(Entries taken from a collection)
§ §

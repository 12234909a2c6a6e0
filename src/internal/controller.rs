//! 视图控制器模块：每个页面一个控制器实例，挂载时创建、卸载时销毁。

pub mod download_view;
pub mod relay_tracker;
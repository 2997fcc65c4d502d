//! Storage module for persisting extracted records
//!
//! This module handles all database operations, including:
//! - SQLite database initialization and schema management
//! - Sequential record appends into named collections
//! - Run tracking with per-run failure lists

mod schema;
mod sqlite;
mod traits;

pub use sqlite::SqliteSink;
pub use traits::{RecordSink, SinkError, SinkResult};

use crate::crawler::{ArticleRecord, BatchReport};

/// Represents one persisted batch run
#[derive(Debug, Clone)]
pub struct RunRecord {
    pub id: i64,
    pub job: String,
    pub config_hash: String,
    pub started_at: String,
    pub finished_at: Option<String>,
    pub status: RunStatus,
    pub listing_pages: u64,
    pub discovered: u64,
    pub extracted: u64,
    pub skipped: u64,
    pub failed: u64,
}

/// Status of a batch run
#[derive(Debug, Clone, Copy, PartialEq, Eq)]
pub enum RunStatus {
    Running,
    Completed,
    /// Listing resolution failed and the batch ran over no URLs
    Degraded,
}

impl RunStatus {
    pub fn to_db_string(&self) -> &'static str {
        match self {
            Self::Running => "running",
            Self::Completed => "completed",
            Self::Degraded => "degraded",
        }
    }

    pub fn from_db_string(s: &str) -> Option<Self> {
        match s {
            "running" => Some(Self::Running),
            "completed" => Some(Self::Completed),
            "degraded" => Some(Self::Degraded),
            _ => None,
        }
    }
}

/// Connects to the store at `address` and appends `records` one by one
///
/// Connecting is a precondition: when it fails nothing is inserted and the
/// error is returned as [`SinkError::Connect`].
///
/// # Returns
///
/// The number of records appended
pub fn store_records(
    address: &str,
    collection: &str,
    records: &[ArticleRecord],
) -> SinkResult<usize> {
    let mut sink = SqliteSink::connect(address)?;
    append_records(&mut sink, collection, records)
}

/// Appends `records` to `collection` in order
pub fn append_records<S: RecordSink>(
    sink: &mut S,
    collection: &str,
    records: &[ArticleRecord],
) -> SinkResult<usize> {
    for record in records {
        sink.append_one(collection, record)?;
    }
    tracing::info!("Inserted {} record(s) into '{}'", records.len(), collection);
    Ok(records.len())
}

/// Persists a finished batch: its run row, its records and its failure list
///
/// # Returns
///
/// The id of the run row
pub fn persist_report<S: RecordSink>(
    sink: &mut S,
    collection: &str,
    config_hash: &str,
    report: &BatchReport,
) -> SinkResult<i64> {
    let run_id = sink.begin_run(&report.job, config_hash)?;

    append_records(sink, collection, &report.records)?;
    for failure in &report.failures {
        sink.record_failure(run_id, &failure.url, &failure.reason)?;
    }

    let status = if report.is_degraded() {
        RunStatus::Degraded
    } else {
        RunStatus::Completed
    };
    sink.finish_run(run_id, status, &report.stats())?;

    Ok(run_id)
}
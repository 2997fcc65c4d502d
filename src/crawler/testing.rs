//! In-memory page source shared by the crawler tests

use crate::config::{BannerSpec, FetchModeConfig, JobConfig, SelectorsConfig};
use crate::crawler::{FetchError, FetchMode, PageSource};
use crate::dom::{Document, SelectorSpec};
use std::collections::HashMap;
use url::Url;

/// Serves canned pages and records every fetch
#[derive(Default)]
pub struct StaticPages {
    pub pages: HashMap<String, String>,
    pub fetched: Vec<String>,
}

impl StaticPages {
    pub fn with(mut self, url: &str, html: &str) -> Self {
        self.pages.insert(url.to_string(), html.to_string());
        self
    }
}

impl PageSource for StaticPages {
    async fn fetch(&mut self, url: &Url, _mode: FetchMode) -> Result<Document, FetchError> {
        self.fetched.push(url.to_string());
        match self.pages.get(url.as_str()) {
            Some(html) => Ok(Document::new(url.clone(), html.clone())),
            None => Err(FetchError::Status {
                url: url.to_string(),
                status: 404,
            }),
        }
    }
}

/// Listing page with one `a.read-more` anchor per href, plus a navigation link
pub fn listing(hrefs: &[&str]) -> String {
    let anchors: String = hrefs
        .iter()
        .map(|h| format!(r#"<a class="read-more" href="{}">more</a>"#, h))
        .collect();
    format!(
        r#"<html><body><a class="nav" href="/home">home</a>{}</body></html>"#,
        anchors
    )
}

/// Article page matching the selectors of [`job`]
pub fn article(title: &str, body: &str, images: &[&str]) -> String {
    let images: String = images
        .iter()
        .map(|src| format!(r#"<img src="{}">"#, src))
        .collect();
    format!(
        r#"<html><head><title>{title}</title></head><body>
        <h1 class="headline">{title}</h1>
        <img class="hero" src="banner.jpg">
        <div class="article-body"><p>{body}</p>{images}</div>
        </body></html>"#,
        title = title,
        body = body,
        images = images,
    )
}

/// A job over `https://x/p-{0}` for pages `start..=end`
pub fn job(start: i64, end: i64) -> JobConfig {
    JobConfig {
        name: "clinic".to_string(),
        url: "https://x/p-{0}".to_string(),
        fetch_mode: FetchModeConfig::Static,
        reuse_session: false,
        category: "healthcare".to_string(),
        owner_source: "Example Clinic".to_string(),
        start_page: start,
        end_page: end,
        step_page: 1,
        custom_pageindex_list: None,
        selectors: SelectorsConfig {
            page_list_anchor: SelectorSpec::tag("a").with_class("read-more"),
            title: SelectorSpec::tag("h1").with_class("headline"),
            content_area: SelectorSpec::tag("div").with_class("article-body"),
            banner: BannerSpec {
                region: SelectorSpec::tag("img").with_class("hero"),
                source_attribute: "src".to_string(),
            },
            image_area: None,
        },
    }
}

§ §

● TASK TO CARRY OUT: Copy out all of the records verbatim.

● RESULT FOR THIS EXERCISE:
repository 12234909a2c6a6e0
filename src/internal/controller.rs
//! 视图控制器模块：每个页面一个控制器实例，挂载时创建、卸载时销毁。

pub mod download_view;
pub mod relay_tracker;
repository 2997fcc65c4d502d
//! Storage module for persisting extracted records
//!
//! This module handles all database operations, including:
//! - SQLite database initialization and schema management
//! - Sequential record appends into named collections
//! - Run tracking with per-run failure lists

mod schema;
mod sqlite;
mod traits;

pub use sqlite::SqliteSink;
pub use traits::{RecordSink, SinkError, SinkResult};

use crate::crawler::{ArticleRecord, BatchReport};

/// Represents one persisted batch run
#[derive(Debug, Clone)]
pub struct RunRecord {
    pub id: i64,
    pub job: String,
    pub config_hash: String,
    pub started_at: String,
    pub finished_at: Option<String>,
    pub status: RunStatus,
    pub listing_pages: u64,
    pub discovered: u64,
    pub extracted: u64,
    pub skipped: u64,
    pub failed: u64,
}

/// Status of a batch run
#[derive(Debug, Clone, Copy, PartialEq, Eq)]
pub enum RunStatus {
    Running,
    Completed,
    /// Listing resolution failed and the batch ran over no URLs
    Degraded,
}

impl RunStatus {
    pub fn to_db_string(&self) -> &'static str {
        match self {
            Self::Running => "running",
            Self::Completed => "completed",
            Self::Degraded => "degraded",
        }
    }

    pub fn from_db_string(s: &str) -> Option<Self> {
        match s {
            "running" => Some(Self::Running),
            "completed" => Some(Self::Completed),
            "degraded" => Some(Self::Degraded),
            _ => None,
        }
    }
}

/// Connects to the store at `address` and appends `records` one by one
///
/// Connecting is a precondition: when it fails nothing is inserted and the
/// error is returned as [`SinkError::Connect`].
///
/// # Returns
///
/// The number of records appended
pub fn store_records(
    address: &str,
    collection: &str,
    records: &[ArticleRecord],
) -> SinkResult<usize> {
    let mut sink = SqliteSink::connect(address)?;
    append_records(&mut sink, collection, records)
}

/// Appends `records` to `collection` in order
pub fn append_records<S: RecordSink>(
    sink: &mut S,
    collection: &str,
    records: &[ArticleRecord],
) -> SinkResult<usize> {
    for record in records {
        sink.append_one(collection, record)?;
    }
    tracing::info!("Inserted {} record(s) into '{}'", records.len(), collection);
    Ok(records.len())
}

/// Persists a finished batch: its run row, its records and its failure list
///
/// # Returns
///
/// The id of the run row
pub fn persist_report<S: RecordSink>(
    sink: &mut S,
    collection: &str,
    config_hash: &str,
    report: &BatchReport,
) -> SinkResult<i64> {
    let run_id = sink.begin_run(&report.job, config_hash)?;

    append_records(sink, collection, &report.records)?;
    for failure in &report.failures {
        sink.record_failure(run_id, &failure.url, &failure.reason)?;
    }

    let status = if report.is_degraded() {
        RunStatus::Degraded
    } else {
        RunStatus::Completed
    };
    sink.finish_run(run_id, status, &report.stats())?;

    Ok(run_id)
}
repository 2997fcc65c4d502d
filename src/crawler/testing.rs
//! In-memory page source shared by the crawler tests

use crate::config::{BannerSpec, FetchModeConfig, JobConfig, SelectorsConfig};
use crate::crawler::{FetchError, FetchMode, PageSource};
use crate::dom::{Document, SelectorSpec};
use std::collections::HashMap;
use url::Url;

/// Serves canned pages and records every fetch
#[derive(Default)]
pub struct StaticPages {
    pub pages: HashMap<String, String>,
    pub fetched: Vec<String>,
}

impl StaticPages {
    pub fn with(mut self, url: &str, html: &str) -> Self {
        self.pages.insert(url.to_string(), html.to_string());
        self
    }
}

impl PageSource for StaticPages {
    async fn fetch(&mut self, url: &Url, _mode: FetchMode) -> Result<Document, FetchError> {
        self.fetched.push(url.to_string());
        match self.pages.get(url.as_str()) {
            Some(html) => Ok(Document::new(url.clone(), html.clone())),
            None => Err(FetchError::Status {
                url: url.to_string(),
                status: 404,
            }),
        }
    }
}

/// Listing page with one `a.read-more` anchor per href, plus a navigation link
pub fn listing(hrefs: &[&str]) -> String {
    let anchors: String = hrefs
        .iter()
        .map(|h| format!(r#"<a class="read-more" href="{}">more</a>"#, h))
        .collect();
    format!(
        r#"<html><body><a class="nav" href="/home">home</a>{}</body></html>"#,
        anchors
    )
}

/// Article page matching the selectors of [`job`]
pub fn article(title: &str, body: &str, images: &[&str]) -> String {
    let images: String = images
        .iter()
        .map(|src| format!(r#"<img src="{}">"#, src))
        .collect();
    format!(
        r#"<html><head><title>{title}</title></head><body>
        <h1 class="headline">{title}</h1>
        <img class="hero" src="banner.jpg">
        <div class="article-body"><p>{body}</p>{images}</div>
        </body></html>"#,
        title = title,
        body = body,
        images = images,
    )
}

/// A job over `https://x/p-{0}` for pages `start..=end`
pub fn job(start: i64, end: i64) -> JobConfig {
    JobConfig {
        name: "clinic".to_string(),
        url: "https://x/p-{0}".to_string(),
        fetch_mode: FetchModeConfig::Static,
        reuse_session: false,
        category: "healthcare".to_string(),
        owner_source: "Example Clinic".to_string(),
        start_page: start,
        end_page: end,
        step_page: 1,
        custom_pageindex_list: None,
        selectors: SelectorsConfig {
            page_list_anchor: SelectorSpec::tag("a").with_class("read-more"),
            title: SelectorSpec::tag("h1").with_class("headline"),
            content_area: SelectorSpec::tag("div").with_class("article-body"),
            banner: BannerSpec {
                region: SelectorSpec::tag("img").with_class("hero"),
                source_attribute: "src".to_string(),
            },
            image_area: None,
        },
    }
}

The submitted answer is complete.